Open Access Article
Wei Yang
b,
Huanchang Lua,
Longyu Liaoa,
Guijuan Fan
*a,
Qing Ma
*a and
Jinglun Huang*a
aInstitute of Chemical Materials, China Academy of Engineering Physics, Mianshan Road 64, Mianyang, China. E-mail: fanguijuan@caep.cn; maq@caep.cn; huangjinglun@caep.cn
bDepartment of Chemistry and Chemical Biology, Harvard University, Cambridge, Massachusetts 02138, USA
First published on 9th January 2018
New energetic fully-substituted polynitrobenzene derivatives were synthesized via the reaction of 1,3,5-trichloro-2,4,6-trinitrobenzene (TCTNB) with 1,2,4-triazole followed by the nucleophilic substitution of the halo groups by aqueous ammonia or sodium azide. These compounds were charactered by 1H NMR, 13C NMR and HRMS. Additionally, the structures of amino derivatives 6, 8 and azido derivative 7 were further confirmed by single crystal X-ray diffraction analysis. Their decomposition temperatures and impact sensitivities were also determined. The derivative 1,2-di-1H-triazol-4,6-diamino-3,5-dinitrobenzene (8) exhibits good thermal stability (Td = 314 °C) and low impact sensitivity (IS = 30 J), which are both superior to that of TNT (Td = 295 °C, IS = 15 J). These synthesized compounds showed high heat of formation ranging from 31.77 to 1014.68 kJ mol−1, and reasonable detonation velocities and pressures.

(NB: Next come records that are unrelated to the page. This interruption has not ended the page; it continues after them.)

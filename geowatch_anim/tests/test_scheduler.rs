/*
 * Copyright © 2025, United States Government, as represented by the Administrator of 
 * the National Aeronautics and Space Administration. All rights reserved.
 *
 * The “ODIN” software is licensed under the Apache License, Version 2.0 (the "License"); 
 * you may not use this file except in compliance with the License. You may obtain a copy 
 * of the License at http://www.apache.org/licenses/LICENSE-2.0.
 *
 * Unless required by applicable law or agreed to in writing, software distributed under
 * the License is distributed on an "AS IS" BASIS, WITHOUT WARRANTIES OR CONDITIONS OF ANY KIND,
 * either express or implied. See the License for the specific language governing permissions
 * and limitations under the License.
 */

#![allow(unused)]

use std::{sync::{Arc, Mutex, atomic::{AtomicUsize, Ordering}}, time::Duration};
use geowatch_anim::*;

// run with "cargo test --test test_scheduler -- --nocapture"

fn ms (n: u64)->Duration { Duration::from_millis(n) }

fn recorder ()->(Arc<Mutex<Vec<(Duration,Duration)>>>, impl FnMut(Duration,Duration) + Send + 'static) {
    let log = Arc::new( Mutex::new( Vec::new()));
    let log1 = log.clone();
    (log, move |elapsed: Duration, now: Duration| log1.lock().unwrap().push( (elapsed, now)))
}

#[test]
fn test_cadence_states () {
    let mut s = AnimationScheduler::new();
    let (log, f) = recorder();
    let id = s.add( "dr", ms(1000), f);

    assert_eq!( s.state(id), Some(CadenceState::Idle));

    s.tick( ms(500)); // first tick only sets the baseline
    assert_eq!( s.state(id), Some(CadenceState::Armed { baseline: ms(500) }));

    s.tick( ms(1200)); // below min interval
    assert_eq!( s.state(id), Some(CadenceState::Armed { baseline: ms(500) }));

    assert_eq!( s.tick( ms(1500)), 1);
    assert_eq!( s.state(id), Some(CadenceState::Running { last_fire: ms(1500) }));

    s.tick( ms(2000));
    s.tick( ms(2700));
    println!("{:?}", log.lock().unwrap());
    assert_eq!( *log.lock().unwrap(), vec![ (ms(1000), ms(1500)), (ms(1200), ms(2700)) ]);
}

#[test]
fn test_independent_intervals () {
    let mut s = AnimationScheduler::new();
    let fast = Arc::new( AtomicUsize::new(0));
    let slow = Arc::new( AtomicUsize::new(0));
    let (f, sl) = (fast.clone(), slow.clone());

    s.add( "pulse", Duration::ZERO, move |_: Duration, _: Duration| { f.fetch_add(1, Ordering::SeqCst); });
    s.add( "dead-reckoning", ms(1000), move |_: Duration, _: Duration| { sl.fetch_add(1, Ordering::SeqCst); });

    // irregular 16..50ms frames over 5 seconds
    let mut t = 0;
    let mut n_ticks = 0;
    while t <= 5000 {
        s.tick( ms(t));
        n_ticks += 1;
        t += if n_ticks % 3 == 0 { 50 } else { 16 };
    }

    println!("ticks: {n_ticks}, fast: {}, slow: {}", fast.load(Ordering::SeqCst), slow.load(Ordering::SeqCst));
    assert_eq!( fast.load(Ordering::SeqCst), n_ticks - 1);
    let n_slow = slow.load(Ordering::SeqCst);
    assert!( n_slow >= 4 && n_slow <= 5);
}

#[test]
fn test_cancel_stops_callbacks () {
    let s = AnimationScheduler::new().into_shared();
    let count = Arc::new( AtomicUsize::new(0));
    let c = count.clone();

    let handle = add_cadence( &s, "vessels", ms(33), move |_: Duration, _: Duration| { c.fetch_add(1, Ordering::SeqCst); }).unwrap();
    for t in 0..10 { s.lock().unwrap().tick( ms(t * 40)); }
    let n = count.load(Ordering::SeqCst);
    assert_eq!( n, 9);

    assert!( handle.cancel().unwrap());
    assert_eq!( handle.state(), None);
    for t in 10..20 { s.lock().unwrap().tick( ms(t * 40)); }
    assert_eq!( count.load(Ordering::SeqCst), n);

    assert!( !handle.cancel().unwrap()); // already gone
}

#[test]
fn test_panicking_cadence_is_isolated () {
    let mut s = AnimationScheduler::new();
    let count = Arc::new( AtomicUsize::new(0));
    let c = count.clone();

    s.add( "bad", Duration::ZERO, |_: Duration, _: Duration| -> () { panic!("boom") });
    s.add( "good", Duration::ZERO, move |_: Duration, _: Duration| { c.fetch_add(1, Ordering::SeqCst); });

    for t in 0..5 { s.tick( ms(t * 10)); }
    assert_eq!( s.len(), 1);
    assert_eq!( s.cadence_names(), vec!["good"]);
    assert_eq!( count.load(Ordering::SeqCst), 4);
}

#[test]
fn test_pulse_phase () {
    let (mut pulse, rx) = PulsePhase::new( 0.5);
    let mut s = AnimationScheduler::new();
    // drive the pulse directly - it is Animated
    pulse.advance_secs( 1.5);
    assert!( (pulse.phase() - 0.75).abs() < 1e-12);
    pulse.advance_secs( 1.0);
    assert!( (pulse.phase() - 0.25).abs() < 1e-12);
    assert!( (*rx.borrow() - 0.25).abs() < 1e-12);

    s.add( "pulse", Duration::ZERO, pulse);
    for t in 0..=100 { s.tick( ms(t * 17)); }
    let p = *rx.borrow();
    println!("pulse after 1.7s: {p}");
    assert!( p >= 0.0 && p < 1.0);
    assert!( (p - (0.25 + 1.7 * 0.5) % 1.0).abs() < 1e-9);
}

#[test]
fn test_ring_phases () {
    let r = ring_phases( 0.9);
    println!("{r:?}");
    assert!( (r[0] - 0.9).abs() < 1e-12);
    assert!( (r[1] - (0.9 + 1.0/3.0 - 1.0)).abs() < 1e-12);
    assert!( r.iter().all( |p| *p >= 0.0 && *p < 1.0));
}

#[tokio::test]
async fn test_frame_driver () {
    let s = AnimationScheduler::new().into_shared();
    let count = Arc::new( AtomicUsize::new(0));
    let c = count.clone();
    add_cadence( &s, "frames", Duration::ZERO, move |_: Duration, _: Duration| { c.fetch_add(1, Ordering::SeqCst); }).unwrap();

    let mut driver = FrameDriver::with_rate( s.clone(), 100.0);
    driver.start().unwrap();
    assert!( driver.start().is_err());
    tokio::time::sleep( ms(200)).await;

    driver.terminate();
    let n = count.load(Ordering::SeqCst);
    println!("fired {n} times in 200ms");
    assert!( n > 2);
    assert!( s.lock().unwrap().is_empty());

    tokio::time::sleep( ms(50)).await;
    assert_eq!( count.load(Ordering::SeqCst), n);
}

The main strategies for introducing the energetic groups to polynitrobenzene fall into two categories (Scheme 1). The first and most common method is nitration of benzene skeletons pre-functionalized with energetic groups, providing products such as TNT and 1-(3,4,5-trinitrophenyl)-1H-tetrazole (1).7,8 The other method is exchange of leaving groups on polynitrobenzenes (Picryl Chloride, TCTNB, 2,4,6-trifluoro-1,3,5-trinitroben-zene/TFTNB, etc.) by direct substitution with energetic groups, providing products such as TATB and 2,4,6-tri-1H-triazol-1-yl-1,3,5-trinitrobenzene (2).9,10 Theoretically, fully substitution by energetic groups bearing high heat of formation can increase the density and detonation performance of energetic materials to the utmost extent. However, the nitration of energetic benzenes always leads to non-fully substituted molecules because nitration becomes more difficult after the introduction of nitro groups to the system. Furthermore, direct substitution of halogenated polynitrobenzenes with energetic groups also result in uncontrolled replacement or incomplete substitution of halogens due to different nucleophilicity of azoles and steric-hindrance between substituted groups, which make the reaction unpractical and difficult to purify.11–13 In general, the synthesis and characterization of fully substituted polynitrobenzenes as energetic materials are still challenging.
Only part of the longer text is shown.